Defensive medicine, never good for you

Picture yourself entering your doctor’s office with some mundane ailment. The doctor checks you over and comes up with a diagnosis that only requires simple remedies. But despite the doctor’s conviction that the diagnosis is correct, he or she orders a barrage of tests just to check that everything else is normal. Several tests and more bills down the line, you are back to square one.

Nothing else is the matter, and the initial diagnosis and proposed remedies remain unchanged.

This is defensive medicine at its best. Most of the tests were completely unnecessary, but were done simply to protect the doctor from a potential lawsuit in the event that something was missed! Ridiculous? Yes, but defensive medicine is now commonplace in medical practice. A recent physician survey reported that 75% of doctors order more tests, procedures and prescriptions that they deem likely unnecessary in attempts to avoid lawsuits.

Some economic estimates report that one in four dollars spent in healthcare can be attributed to defensive medicine alone.
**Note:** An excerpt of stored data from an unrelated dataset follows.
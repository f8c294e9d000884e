//! # Reply Shape Normalization
//!
//! The knowledge service is an LLM-backed retrieval API and does not reply
//! consistently. Observed shapes:
//!
//! | Shape        | Example                                                  |
//! |--------------|----------------------------------------------------------|
//! | `Structured` | `{"height_max": 12, ...}`                                |
//! | `Embedded`   | `"Here you go: {\"height_max\": 12, ...} Hope it helps"` |
//! | `Alternate`  | `{"result": "{\"answer\": ...}"}` or `{"text": "..."}`   |
//! | `Prose`      | `{"text": "The minimum stair width is 1.2 m."}`          |
//!
//! Prose is only recognized under an alternate key. A bare string with no
//! JSON in it is as likely an error page or a refusal as an answer, so it is
//! [`ReplyShape::Unrecognized`].
//!
//! [`ReplyShape::classify`] maps a raw reply onto one of these variants
//! before any domain parsing runs. Callers then pull a JSON object (or prose)
//! out of the shape and deserialize it into their own type.

use serde_json::{Map, Value};

/// Keys under which services nest their real payload.
pub const ALTERNATE_KEYS: &[&str] = &["result", "text", "response", "data"];

/// Alternate keys are followed at most this deep.
const MAX_NESTING: usize = 3;

/// A classified knowledge service reply.
#[derive(Debug, Clone, PartialEq)]
pub enum ReplyShape {
    /// A JSON object that carries the expected key.
    Structured(Map<String, Value>),
    /// A JSON object recovered from inside a string reply.
    Embedded(Map<String, Value>),
    /// The payload sat under an alternate key.
    Alternate {
        key: &'static str,
        inner: Box<ReplyShape>,
    },
    /// Free text with no JSON object in it, found under an alternate key.
    Prose(String),
    /// Nothing usable.
    Unrecognized,
}

impl ReplyShape {
    /// Classify a raw reply, looking for objects that carry `expected_key`.
    pub fn classify(reply: Value, expected_key: &str) -> Self {
        classify_at(reply, expected_key, 0)
    }

    /// Short label for logs.
    pub fn kind(&self) -> &'static str {
        match self {
            Self::Structured(_) => "structured",
            Self::Embedded(_) => "embedded",
            Self::Alternate { .. } => "alternate",
            Self::Prose(_) => "prose",
            Self::Unrecognized => "unrecognized",
        }
    }

    /// The usable content of this reply, if any.
    pub fn into_payload(self) -> Option<Payload> {
        match self {
            Self::Structured(map) | Self::Embedded(map) => Some(Payload::Object(map)),
            Self::Alternate { inner, .. } => inner.into_payload(),
            Self::Prose(text) => Some(Payload::Prose(text)),
            Self::Unrecognized => None,
        }
    }

    /// The JSON object this reply carries, if any.
    pub fn into_object(self) -> Option<Map<String, Value>> {
        match self.into_payload()? {
            Payload::Object(map) => Some(map),
            Payload::Prose(_) => None,
        }
    }
}

/// What a classified reply carries once wrappers are peeled off.
#[derive(Debug, Clone, PartialEq)]
pub enum Payload {
    Object(Map<String, Value>),
    Prose(String),
}

fn classify_at(reply: Value, expected_key: &str, depth: usize) -> ReplyShape {
    match reply {
        Value::Object(map) => classify_object(map, expected_key, depth),
        Value::String(text) => classify_text(&text, expected_key, depth),
        _ => ReplyShape::Unrecognized,
    }
}

fn classify_object(map: Map<String, Value>, expected_key: &str, depth: usize) -> ReplyShape {
    if map.contains_key(expected_key) {
        return ReplyShape::Structured(map);
    }
    if depth >= MAX_NESTING {
        return ReplyShape::Unrecognized;
    }
    for &key in ALTERNATE_KEYS {
        let Some(nested) = map.get(key) else {
            continue;
        };
        if !(nested.is_object() || nested.is_string()) {
            continue;
        }
        let inner = classify_at(nested.clone(), expected_key, depth + 1);
        if inner != ReplyShape::Unrecognized {
            return ReplyShape::Alternate {
                key,
                inner: Box::new(inner),
            };
        }
    }
    ReplyShape::Unrecognized
}

fn classify_text(text: &str, expected_key: &str, depth: usize) -> ReplyShape {
    let trimmed = text.trim();
    if trimmed.is_empty() {
        return ReplyShape::Unrecognized;
    }
    let Some(span) = extract_json_span(trimmed) else {
        // Bare top-level prose and truncated JSON are both unusable.
        if depth == 0 || trimmed.starts_with('{') {
            return ReplyShape::Unrecognized;
        }
        return ReplyShape::Prose(trimmed.to_string());
    };
    match serde_json::from_str::<Value>(span) {
        Ok(Value::Object(map)) => match classify_object(map, expected_key, depth) {
            ReplyShape::Structured(map) => ReplyShape::Embedded(map),
            other => other,
        },
        _ => ReplyShape::Unrecognized,
    }
}

/// The first-`{`-to-last-`}` span of `text`, if there is one.
pub fn extract_json_span(text: &str) -> Option<&str> {
    let start = text.find('{')?;
    let end = text.rfind('}')?;
    (start < end).then(|| &text[start..=end])
}

#[cfg(test)]
mod tests {
    use super::*;
    use serde_json::json;

    #[test]
    fn object_with_expected_key_is_structured() {
        let shape = ReplyShape::classify(json!({"height_max": 12}), "height_max");
        assert_eq!(shape.kind(), "structured");
        assert_eq!(shape.into_object().unwrap()["height_max"], 12);
    }

    #[test]
    fn json_string_is_embedded() {
        let shape = ReplyShape::classify(json!(r#"{"answer": "1.2 m"}"#), "answer");
        assert_eq!(shape.kind(), "embedded");
        assert_eq!(shape.into_object().unwrap()["answer"], "1.2 m");
    }

    #[test]
    fn json_wrapped_in_prose_is_embedded() {
        let reply = json!("Sure! Here is the data:\n{\"far_max\": 1.75, \"note\": {\"x\": 1}}\nThanks.");
        let shape = ReplyShape::classify(reply, "far_max");
        assert_eq!(shape.kind(), "embedded");
        let map = shape.into_object().unwrap();
        assert_eq!(map["far_max"], 1.75);
        assert_eq!(map["note"]["x"], 1);
    }

    #[test]
    fn payload_under_alternate_key_is_found() {
        let reply = json!({"result": "{\"answer\": \"7 m\", \"clause\": \"5.1.1\"}"});
        let shape = ReplyShape::classify(reply, "answer");
        assert!(matches!(&shape, ReplyShape::Alternate { key: "result", .. }));
        assert_eq!(shape.into_object().unwrap()["clause"], "5.1.1");

        let reply = json!({"data": {"height_max": 15}});
        let shape = ReplyShape::classify(reply, "height_max");
        assert!(matches!(&shape, ReplyShape::Alternate { key: "data", .. }));
    }

    #[test]
    fn prose_under_alternate_key_is_prose() {
        let reply = json!({"text": "Stairs must be at least 1.2 m wide."});
        let shape = ReplyShape::classify(reply, "answer");
        assert_eq!(shape.kind(), "alternate");
        assert_eq!(
            shape.into_payload(),
            Some(Payload::Prose("Stairs must be at least 1.2 m wide.".to_string()))
        );
    }

    #[test]
    fn bare_prose_is_unrecognized() {
        let shape = ReplyShape::classify(json!("Service temporarily unavailable"), "answer");
        assert_eq!(shape, ReplyShape::Unrecognized);
        assert_eq!(shape.into_payload(), None);
    }

    #[test]
    fn alternate_keys_are_tried_in_order() {
        let reply = json!({
            "text": "{\"answer\": \"from text\"}",
            "result": "{\"answer\": \"from result\"}"
        });
        let map = ReplyShape::classify(reply, "answer").into_object().unwrap();
        assert_eq!(map["answer"], "from result");
    }

    #[test]
    fn unexpected_shapes_are_unrecognized() {
        assert_eq!(ReplyShape::classify(json!(42), "answer"), ReplyShape::Unrecognized);
        assert_eq!(ReplyShape::classify(json!([1, 2]), "answer"), ReplyShape::Unrecognized);
        assert_eq!(ReplyShape::classify(json!(null), "answer"), ReplyShape::Unrecognized);
        assert_eq!(ReplyShape::classify(json!("   "), "answer"), ReplyShape::Unrecognized);
        assert_eq!(
            ReplyShape::classify(json!({"status": "ok"}), "answer"),
            ReplyShape::Unrecognized
        );
    }

    #[test]
    fn broken_json_in_string_is_unrecognized() {
        let shape = ReplyShape::classify(json!("{\"answer\": \"cut off"), "answer");
        assert_eq!(shape, ReplyShape::Unrecognized);

        let shape = ReplyShape::classify(json!("{\"answer\": } oops }"), "answer");
        assert_eq!(shape, ReplyShape::Unrecognized);
    }

    #[test]
    fn embedded_object_without_expected_key_is_unrecognized() {
        let shape = ReplyShape::classify(json!("{\"status\": \"ok\"}"), "answer");
        assert_eq!(shape, ReplyShape::Unrecognized);
    }

    #[test]
    fn nesting_is_bounded() {
        let mut reply = json!({"answer": "deep"});
        for _ in 0..5 {
            reply = json!({ "data": reply });
        }
        assert_eq!(ReplyShape::classify(reply, "answer"), ReplyShape::Unrecognized);
    }

    #[test]
    fn json_span_extraction() {
        assert_eq!(extract_json_span("a {b} c {d} e"), Some("{b} c {d}"));
        assert_eq!(extract_json_span("no braces"), None);
        assert_eq!(extract_json_span("} backwards {"), None);
    }
}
That’s billions of dollars annually, passing the cost along to everyone and significantly driving up the cost of healthcare. And with hardly any added benefits to patients.

So why does it happen? We are living in a pretty litigious age, where professionals face real fears of ending up in court at some point in their careers. Physicians will practice defensive medicine based on perceived risks of being sued, both for errors of commission or omission. Patients too are increasingly looking for potential medical loopholes, with readily available support from compensation-based legal entities.

Are there ways you can help yourself and escape from defensive medicine? You can in some ways. You need to be self-aware of your ailments, and have some idea of what is medically necessary, and what isn’t. Ask your doctor why a disproportionate number of tests are being ordered. Why is a seemingly avoidable procedure being proposed? Aim for a balanced discussion with the doctor as well, gathering as much information as possible to help you make decisions. Don’t be overly suspicious, majority of doctors are well-meaning and are not out there to deliberately cause harm, their business is to get you better.

Doctors have a role to play as well. They need to concentrate on practicing medicine without a morbid fear of being sued. There is no place to recommend unnecessary tests and procedures, especially when the diagnosis is clear. Medical errors can never be completely eliminated. But processes can easily be put in place to minimize the chance of errors to negligible limits. Defensive medicine, and a medical environment driven by litigation are hardly the ideals of healthcare delivery.

In extremes defensive medicine borders on malpractice, which itself is open to litigation. Best way is to avoid it altogether, and uphold the age-old ideals of the Hippocratic Oath.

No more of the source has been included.